UNITE-HERE, the nation’s largest hospitality union, has assembled a new coalition of pro-union organizations to target Hyatt hotels with the goal of organizing the chain’s entire workforce.
The union, with the support of the AFL-CIO and NFL Players Association, is threatening to tarnish Hyatt’s reputation, portraying it as unfair to workers. On July 23, the coalition announced the initiation of its three-pronged attack against the popular hotel consisting of a global boycott, social media campaign, and a week of protests at Hyatt hotels in 20 major U.S. cities.
UNITE-HERE seeks to portray its campaign as a humanitarian effort to combat abusive working conditions. On his union’s campaign website, HyattHurts.org, UNITE-HERE President John Wilhelm states, “Hyatt systematically abuses housekeepers and other hotel workers, and it is unacceptable.”In a press release, the union claims, “Hyatt has singled itself out as the worst employer in the hotel industry.”
Yet a variety of independent sources have lauded Hyatt’s sterling employment record: in 2012 Hyatt Hotels Corporation won the Gallup “Great Workplace Award,” while the Human Rights Campaign, the nation’s largest gay rights organization, recognized Hyatt Hotels & Resorts as one of its “Best Places to Work for LGBT Equality.”
Organized labor’s targeting of Hyatt is a classic example of a corporate campaign — an organizing strategy that uses legal, political, and public relations attacks to wear down the targeted employers’ resistance to unionization — to organize non-union employers.
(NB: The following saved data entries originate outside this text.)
use runner_core::overlay::{threshold_lines, visible_bones, visible_joints};
use runner_core::{DebugSnapshot, PoseFrame};
use wasm_bindgen::JsValue;
use web_sys as web;

const BONE_COLOR: &str = "lime";
const JOINT_COLOR: &str = "red";
const JOINT_RADIUS: f64 = 5.0;

pub fn clear(ctx: &web::CanvasRenderingContext2d, canvas: &web::HtmlCanvasElement) {
    ctx.clear_rect(0.0, 0.0, canvas.width() as f64, canvas.height() as f64);
}

#[allow(deprecated)]
pub fn skeleton(ctx: &web::CanvasRenderingContext2d, frame: &PoseFrame, min_confidence: f32) {
    ctx.set_stroke_style(&JsValue::from_str(BONE_COLOR));
    ctx.set_line_width(2.0);
    for (a, b) in visible_bones(frame, min_confidence) {
        ctx.begin_path();
        ctx.move_to(a.x as f64, a.y as f64);
        ctx.line_to(b.x as f64, b.y as f64);
        ctx.stroke();
    }
    ctx.set_fill_style(&JsValue::from_str(JOINT_COLOR));
    for p in visible_joints(frame, min_confidence) {
        ctx.begin_path();
        _ = ctx.arc(
            p.x as f64,
            p.y as f64,
            JOINT_RADIUS,
            0.0,
            std::f64::consts::TAU,
        );
        ctx.fill();
    }
}

/// Dashed jump / baseline / crouch lines across the full canvas width.
#[allow(deprecated)]
pub fn thresholds(
    ctx: &web::CanvasRenderingContext2d,
    canvas: &web::HtmlCanvasElement,
    snap: &DebugSnapshot,
) {
    let Some(bands) = snap.bands else { return };
    let width = canvas.width() as f64;
    let dash = js_sys::Array::of2(&JsValue::from_f64(6.0), &JsValue::from_f64(4.0));
    _ = ctx.set_line_dash(&dash);
    ctx.set_line_width(1.5);
    ctx.set_font("12px sans-serif");
    for line in threshold_lines(&bands) {
        let y = line.y as f64;
        ctx.set_stroke_style(&JsValue::from_str(line.color));
        ctx.begin_path();
        ctx.move_to(0.0, y);
        ctx.line_to(width, y);
        ctx.stroke();
        ctx.set_fill_style(&JsValue::from_str(line.color));
        _ = ctx.fill_text(line.label, 6.0, y - 4.0);
    }
    _ = ctx.set_line_dash(&js_sys::Array::new());
}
This involves recruiting allies, such as environmental, feminist, and human rights advocacy groups. These groups attack the company to maximize public sympathy for the union’s cause.
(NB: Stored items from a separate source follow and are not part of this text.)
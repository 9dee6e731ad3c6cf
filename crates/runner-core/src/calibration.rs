//! Neutral-pose baseline estimation.

use crate::signal::PoseSample;

/// Calibrated neutral hip and knee heights in image pixels.
#[derive(Clone, Copy, Debug, Default, PartialEq)]
pub struct Baseline {
    pub hip_y: f32,
    pub knee_y: f32,
}

/// Incremental mean over a fixed number of valid samples.
///
/// Every run starts from scratch: the first sample after [`Calibrator::reset`]
/// replaces the running value outright, so nothing from an earlier run leaks
/// into the new baseline.
#[derive(Clone, Debug)]
pub struct Calibrator {
    running: Baseline,
    frames: u32,
    required: u32,
}

impl Calibrator {
    pub fn new(required: u32) -> Self {
        Self {
            running: Baseline::default(),
            frames: 0,
            required: required.max(1),
        }
    }

    pub fn reset(&mut self) {
        self.running = Baseline::default();
        self.frames = 0;
    }

    /// Fold one valid sample in. Returns the finished baseline on the sample
    /// that completes the window; later calls are ignored until `reset`.
    pub fn add_sample(&mut self, sample: &PoseSample) -> Option<Baseline> {
        if self.is_complete() {
            return None;
        }
        if self.frames == 0 {
            self.running = Baseline {
                hip_y: sample.hip_y,
                knee_y: sample.knee_y,
            };
        } else {
            let n = self.frames as f32;
            self.running.hip_y = (self.running.hip_y * n + sample.hip_y) / (n + 1.0);
            self.running.knee_y = (self.running.knee_y * n + sample.knee_y) / (n + 1.0);
        }
        self.frames += 1;
        self.is_complete().then_some(self.running)
    }

    pub fn is_complete(&self) -> bool {
        self.frames >= self.required
    }

    pub fn frames(&self) -> u32 {
        self.frames
    }

    pub fn required(&self) -> u32 {
        self.required
    }

    /// Fraction of the window collected, in \[0, 1\].
    pub fn progress(&self) -> f32 {
        (self.frames as f32 / self.required as f32).min(1.0)
    }

    /// Running mean so far; meaningless before the first sample.
    pub fn running(&self) -> Baseline {
        self.running
    }
}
The purpose of a corporate campaign is to obscure the self-interested motive, of the union as it seeks to organize more members. In its current campaign, UNITE-HERE’s goal is to strong-arm Hyatt into signing a “neutrality agreement,” which allows workers to be organized through a method known as card check. Card check involves union organizers asking individual employees to sign union cards out in the open, thus exposing workers to intimidation and coercive tactics. So while the union claims that workers are being exploited and need stronger workplace protections, UNITE-HERE seeks to eliminate the privacy and protection of its members from coercion that secret-ballot elections provide.
The recent escalations in attacks are strictly to gain leverage with non-union Hyatt hotels after a recent unfavorable ruling by the Chicago regional office of the National Labor Relations Board against two UNITE-HERE locals. The Regional Board found merit in Hyatt’s charge that the unions negotiated in “bad faith” with multiple hotels in Chicago, after the union proposed illegal terms regarding strikes and work stoppages and refused to schedule bargaining sessions.
For nearly three years, not only did union management negotiate in bad faith, Chicago UNITE-HERE local union bosses raised union dues by 10 percent while refusing to accept wage and benefit increases that had been accepted by other Hyatt local unions, including a 12-percent wage increase and a 26-percent increase in health care, pension, and legal contributions.
In the end, UNITE-HERE’s operation runs contrary to its members’ interest. In Chicago, union bosses refuse to allow members to vote on wage and benefit increases, while charging higher union dues. At the national level, the union launches a global boycott against one its members’ largest employers, Hyatt, in order to gain more dues-paying members.
Union rank and file might well ask themselves about their leaders: With friends like these, who needs enemies?